C’est pour l’ensemble de ces raisons qu’on a abandonné l’emploi thérapeutique de l’huile essentielle de tanaisie vulgaire. Si vous devez avoir affaire à une huile essentielle de tanaisie, ce ne saurait être que celle de tanaisie annuelle (Vogtia annua). - Alimentation : il ne faut pas s’attendre à tirer de la tanaisie plus qu’une maigre pitance. Ce sont surtout les semences qui sont condimentaires, saupoudrées avec parcimonie sur les viandes et le gibier, les pâtés, les gâteaux.
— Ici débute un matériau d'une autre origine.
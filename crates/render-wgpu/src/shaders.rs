/// WGSL shader for the instanced textured quads.
pub const QUAD_SHADER: &str = r#"
struct Uniforms {
    view_proj: mat4x4<f32>,
};

@group(0) @binding(0)
var<uniform> uniforms: Uniforms;

@group(1) @binding(0)
var diffuse_texture: texture_2d<f32>;
@group(1) @binding(1)
var diffuse_sampler: sampler;

struct VertexInput {
    @location(0) position: vec3<f32>,
    @location(1) uv: vec2<f32>,
};

struct InstanceInput {
    @location(2) model_0: vec4<f32>,
    @location(3) model_1: vec4<f32>,
    @location(4) model_2: vec4<f32>,
    @location(5) model_3: vec4<f32>,
};

struct VertexOutput {
    @builtin(position) clip_position: vec4<f32>,
    @location(0) uv: vec2<f32>,
};

@vertex
fn vs_main(vertex: VertexInput, instance: InstanceInput) -> VertexOutput {
    let model = mat4x4<f32>(
        instance.model_0,
        instance.model_1,
        instance.model_2,
        instance.model_3,
    );
    var out: VertexOutput;
    out.clip_position = uniforms.view_proj * model * vec4<f32>(vertex.position, 1.0);
    out.uv = vertex.uv;
    return out;
}

@fragment
fn fs_main(in: VertexOutput) -> @location(0) vec4<f32> {
    return textureSample(diffuse_texture, diffuse_sampler, in.uv);
}
"#;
Les feuilles, qui servirent autrefois de substitut au houblon dans l’industrie brassicole, peuvent s’émietter finement une fois sèches (penser à ôter la nervure centrale) et ainsi agrémenter une salade toute simple (de la laitue, par exemple) ou bien plus complexe, en mélange avec des feuilles d’ortie sèches, de l’ail des ours, etc. Dans son Grand Dictionnaire de cuisine (1873), Alexandre Dumas expliquait très clairement que la tanaisie comptait au nombre des dix plantes recommandées pour l’assaisonnement.
- Des fleurs, l’on obtient un pigment jaune d’or qui, après mordançage par l’alun, est apte à teindre la laine. Des semences, l’on tirerait, parait-il, un pigment vert.
- Autres espèces : une variété, tout d’abord : Tanacetum vulgare var. crispum. Ses feuilles crépues lui valent d’entrer dans la composition de bouquets en fleuristerie.
D’autres tanacetum :
– Tanacetum annuum (nom remplacé par Vogtia annua) : la tanaisie annuelle (ou tanaisie bleue)
– Tanacetum parthenium : la grande camomille
– Tanacetum corymbosum : la tanaisie en corymbe
– Tanacetum coccineum : le pyrèthre rose
– Tanacetum cinerariifolium : le pyrèthre de Dalmatie - Faux ami : la « tanaisie sauvage ». C’est ainsi qu’on surnomme parfois la potentille ansérine (Potentilla anserina), en raison d’une similarité foliaire avec la tanaisie.
_______________
1. Hildegarde de Bingen, Physica, p. 69.
2. Ibid.
3. Hildegarde de Bingen, Les causes et les remèdes, p. 202.
4. Erika Laïs & Laurent Terrasson, Mes plantes magiques, p. 57.
5. Ibid., p. 58.
6. Paul-Victor Fournier, Dictionnaire des plantes médicinales et vénéneuses de France, p. 275.
7. Ibid.
8. Henri Leclerc, Précis de phytothérapie, p. 31.